Peter Gansevoort Ten Eyck (November 7, 1873 – September 2, 1944) was an American politician who served as a U.S. representative from New York from 1913 to 1915 and again from 1921 to 1923. He was a member of the Democratic Party.

Early life
Born in Bethlehem, Albany County to the Dutch American Ten Eyck family, he was educated in the common schools in Normansville, at The Albany Academy, and at the Rensselaer Polytechnic Institute.

Professional career
He engaged in civil and signal engineering for fifteen years and was a signal engineer for the New York Central Lines.
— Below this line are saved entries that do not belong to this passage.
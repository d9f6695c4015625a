//! Compile-time configuration read from environment variables.
//!
//! Every macro takes the name of an environment variable and a default value.
//! The variable is read with [`option_env!`] when the calling crate is built, so the resulting
//! value can be used in `const` items.
//! A variable that is set but cannot be parsed fails the build instead of silently falling back
//! to the default.
//!
//! ```
//! const INTERVAL_MS: u32 = frostbee_utils::u32_from_env_or!("FROSTBEE_DOC_INTERVAL_MS", 3000);
//! assert_eq!(INTERVAL_MS, 3000);
//! ```

#[doc(hidden)]
pub use {const_panic, konst};

#[doc(hidden)]
#[macro_export]
macro_rules! __parse_env_or {
    ($parse:ident, $type_name:literal, $var:literal, $default:expr) => {
        match option_env!($var) {
            None => $default,
            Some(raw) => match $crate::env::konst::primitive::$parse(raw) {
                Ok(value) => value,
                Err(_) => $crate::env::const_panic::concat_panic!(
                    "environment variable `",
                    $var,
                    "=",
                    raw,
                    "` is not ",
                    $type_name,
                ),
            },
        }
    };
}

/// Returns the value of an environment variable parsed as a `u8`, or `$default` if it is not
/// set.
#[macro_export]
macro_rules! u8_from_env_or {
    ($var:literal, $default:expr) => {
        $crate::__parse_env_or!(parse_u8, "a u8", $var, $default)
    };
}

/// Returns the value of an environment variable parsed as a `u32`, or `$default` if it is not
/// set.
#[macro_export]
macro_rules! u32_from_env_or {
    ($var:literal, $default:expr) => {
        $crate::__parse_env_or!(parse_u32, "a u32", $var, $default)
    };
}

/// Returns the value of an environment variable parsed as a `bool` (`true` or `false`), or
/// `$default` if it is not set.
#[macro_export]
macro_rules! bool_from_env_or {
    ($var:literal, $default:expr) => {
        $crate::__parse_env_or!(parse_bool, "a bool", $var, $default)
    };
}
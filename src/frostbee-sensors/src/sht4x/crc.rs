//! CRC-8 protecting every 2-byte word sent by the sensor.
//!
//! Polynomial `0x31` (x⁸ + x⁵ + x⁴ + 1), initial value `0xff`, no reflection, no final XOR.

use crc::{Crc, CRC_8_NRSC_5};

const CRC8: Crc<u8> = Crc::<u8>::new(&CRC_8_NRSC_5);

/// Computes the checksum of a data word, as transmitted after it.
#[must_use]
pub fn checksum(word: [u8; 2]) -> u8 {
    CRC8.checksum(&word)
}

/// Returns whether `expected` is the checksum of `word`.
#[must_use]
pub fn verify(word: [u8; 2], expected: u8) -> bool {
    checksum(word) == expected
}
//! Boundary with the reporting collaborator (the radio stack).
//!
//! The collaborator decides when and whether values are transmitted; this crate only supplies
//! them, and forwards the button actions.

use crate::sht4x::Measurement;

/// A measurement, in reporting units.
#[derive(Debug, Copy, Clone, PartialEq, Eq)]
#[cfg_attr(feature = "defmt", derive(defmt::Format))]
pub struct MeasurementReport {
    /// Temperature, in hundredths of a degree Celsius.
    pub temperature: i16,
    /// Relative humidity, in hundredths of a percent.
    pub humidity: u16,
    /// Whether the measurement passed its checksums.
    pub valid: bool,
}

impl From<Measurement> for MeasurementReport {
    fn from(measurement: Measurement) -> Self {
        Self {
            temperature: measurement.temperature,
            humidity: measurement.humidity,
            valid: measurement.valid,
        }
    }
}

/// A battery state, in reporting units.
#[derive(Debug, Copy, Clone, PartialEq, Eq)]
#[cfg_attr(feature = "defmt", derive(defmt::Format))]
pub struct BatteryReport {
    /// Battery voltage, in units of 100 mV.
    pub voltage: u8,
    /// Remaining charge, in half-percents (`0..=200`).
    pub percentage: u8,
}

/// Receives reports and button-triggered signals.
///
/// Every method is fire-and-forget: it must not block on the network.
pub trait Collaborator {
    /// A fresh measurement is available.
    fn report_measurement(&mut self, report: MeasurementReport);

    /// A fresh battery state is available.
    fn report_battery(&mut self, report: BatteryReport);

    /// The user asked for an immediate read; fresh values have just been reported.
    fn immediate_read(&mut self);

    /// The user asked for a factory reset (leaving the network, erasing persistent state).
    fn factory_reset(&mut self);
}

impl<C: Collaborator + ?Sized> Collaborator for &mut C {
    fn report_measurement(&mut self, report: MeasurementReport) {
        C::report_measurement(self, report);
    }

    fn report_battery(&mut self, report: BatteryReport) {
        C::report_battery(self, report);
    }

    fn immediate_read(&mut self) {
        C::immediate_read(self);
    }

    fn factory_reset(&mut self) {
        C::factory_reset(self);
    }
}
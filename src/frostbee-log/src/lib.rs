//! Provides logging facilities.
//!
//! Messages are routed to [`defmt`](https://docs.rs/defmt) when the `defmt` feature is enabled,
//! to the [`log`](https://docs.rs/log) facade when the `log` feature is enabled, and are
//! discarded otherwise.
//! When both are enabled, `defmt` wins: it is the one used on the device.
//!
//! Format strings must stay compatible with both backends, which in practice means sticking to
//! `{}`, `{:?}` and `{:#x}`.

#![cfg_attr(not(test), no_std)]
#![deny(missing_docs)]
#![deny(clippy::pedantic)]

#[cfg(feature = "defmt")]
#[doc(hidden)]
pub mod defmt {
    pub mod hidden {
        pub use defmt;
    }

    pub use defmt::Format;
}

#[cfg(all(feature = "log", not(feature = "defmt")))]
#[doc(hidden)]
pub mod hidden {
    pub use log;
}

// Every level macro forwards to `__log!`, which is defined once per backend.

#[cfg(feature = "defmt")]
#[doc(hidden)]
#[macro_export]
macro_rules! __log {
    // The defmt macros expect `defmt` to be in scope.
    ($level:ident, $($arg:tt)*) => {{
        use $crate::defmt::hidden::defmt;
        defmt::$level!($($arg)*);
    }};
}

#[cfg(all(feature = "log", not(feature = "defmt")))]
#[doc(hidden)]
#[macro_export]
macro_rules! __log {
    ($level:ident, $($arg:tt)*) => {{
        $crate::hidden::log::$level!($($arg)*);
    }};
}

#[cfg(not(any(feature = "defmt", feature = "log")))]
#[doc(hidden)]
#[macro_export]
macro_rules! __log {
    // Arguments are still evaluated so that call sites keep type-checking.
    ($level:ident, $($arg:tt)*) => {{
        let _ = ($($arg)*);
    }};
}

/// Logs a message at the trace level.
#[macro_export]
macro_rules! trace {
    ($($arg:tt)*) => {
        $crate::__log!(trace, $($arg)*)
    };
}

/// Logs a message at the debug level.
#[macro_export]
macro_rules! debug {
    ($($arg:tt)*) => {
        $crate::__log!(debug, $($arg)*)
    };
}

/// Logs a message at the info level.
#[macro_export]
macro_rules! info {
    ($($arg:tt)*) => {
        $crate::__log!(info, $($arg)*)
    };
}

/// Logs a message at the warn level.
#[macro_export]
macro_rules! warn {
    ($($arg:tt)*) => {
        $crate::__log!(warn, $($arg)*)
    };
}

/// Logs a message at the error level.
#[macro_export]
macro_rules! error {
    ($($arg:tt)*) => {
        $crate::__log!(error, $($arg)*)
    };
}
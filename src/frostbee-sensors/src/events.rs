//! The work queue of the device.
//!
//! Everything that needs to touch the sensor, the battery or the attributes is posted onto a
//! single [`WorkQueue`] and handled in order by the [`Scheduler`](crate::context::Scheduler).
//! Producers, including the button edge handler, only ever enqueue, and never wait: an event
//! posted while the queue is full is dropped.

use embassy_sync::{
    blocking_mutex::raw::CriticalSectionRawMutex,
    channel::{Channel, TrySendError},
};
use embassy_time::Instant;

/// Maximum number of pending events.
pub const QUEUE_DEPTH: usize = 8;

/// A unit of work.
#[derive(Debug, Copy, Clone, PartialEq, Eq)]
#[cfg_attr(feature = "defmt", derive(defmt::Format))]
pub enum Event {
    /// The read interval elapsed.
    Periodic,
    /// The button pin changed level at the given instant.
    ButtonEdge(Instant),
}

/// Queue of [`Event`]s.
pub type WorkQueue = Channel<CriticalSectionRawMutex, Event, QUEUE_DEPTH>;

/// Posts an event without waiting; returns whether it was enqueued.
pub fn post(queue: &WorkQueue, event: Event) -> bool {
    match queue.try_send(event) {
        Ok(()) => true,
        Err(TrySendError::Full(event)) => {
            frostbee_log::warn!("work queue full, dropping {:?}", event);
            false
        }
    }
}
//! Sensor acquisition core of the Frostbee temperature and humidity node.
//!
//! The crate talks to a Sensirion SHT4x over an I2C bus that may be electrically unreliable,
//! and exposes the values a reporting collaborator (the radio stack) needs:
//!
//! - [`transport`]: interchangeable bus backends behind a single [`Transport`](transport::Transport)
//!   trait, with exclusive ownership of the bus pins.
//! - [`diagnostics`]: bus scanning, used when hunting wiring faults.
//! - [`sht4x`]: the command/response protocol, checksums and unit conversion.
//! - [`recovery`]: bounded retries with soft resets around the protocol client.
//! - [`battery`]: noise-rejecting battery voltage sampling.
//! - [`button`]: debounced short/long press classification.
//! - [`context`]: the device context and scheduler tying everything to the [`Collaborator`].
//!
//! All hardware access goes through [`embedded_hal`] and [`embedded_hal_async`] traits, so
//! everything here runs on the host as well as on the device.

#![cfg_attr(not(test), no_std)]
#![deny(missing_docs)]
#![allow(async_fn_in_trait)]

pub mod address;
pub mod battery;
pub mod button;
pub mod config;
pub mod context;
pub mod diagnostics;
pub mod endpoint;
pub mod events;
pub mod recovery;
pub mod report;
pub mod sht4x;
pub mod transport;

#[cfg(test)]
mod testing;

pub use address::{Address, AddressSet};
pub use report::{BatteryReport, Collaborator, MeasurementReport};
He was chief engineer of the Federal Railway Signal Co. in 1903 and was later its vice president and general manager.

Military career
He served seven years in the New York National Guard as a member of the 3rd Signal Corps, a unit of the 3rd Brigade.

Political career
Ten Eyck was elected as a Democrat to the 63rd United States Congress, holding office from March 4, 1913 to March 3, 1915. He was an unsuccessful candidate for reelection in 1914 to the 64th United States Congress, and was a delegate to the 1920 Democratic National Convention.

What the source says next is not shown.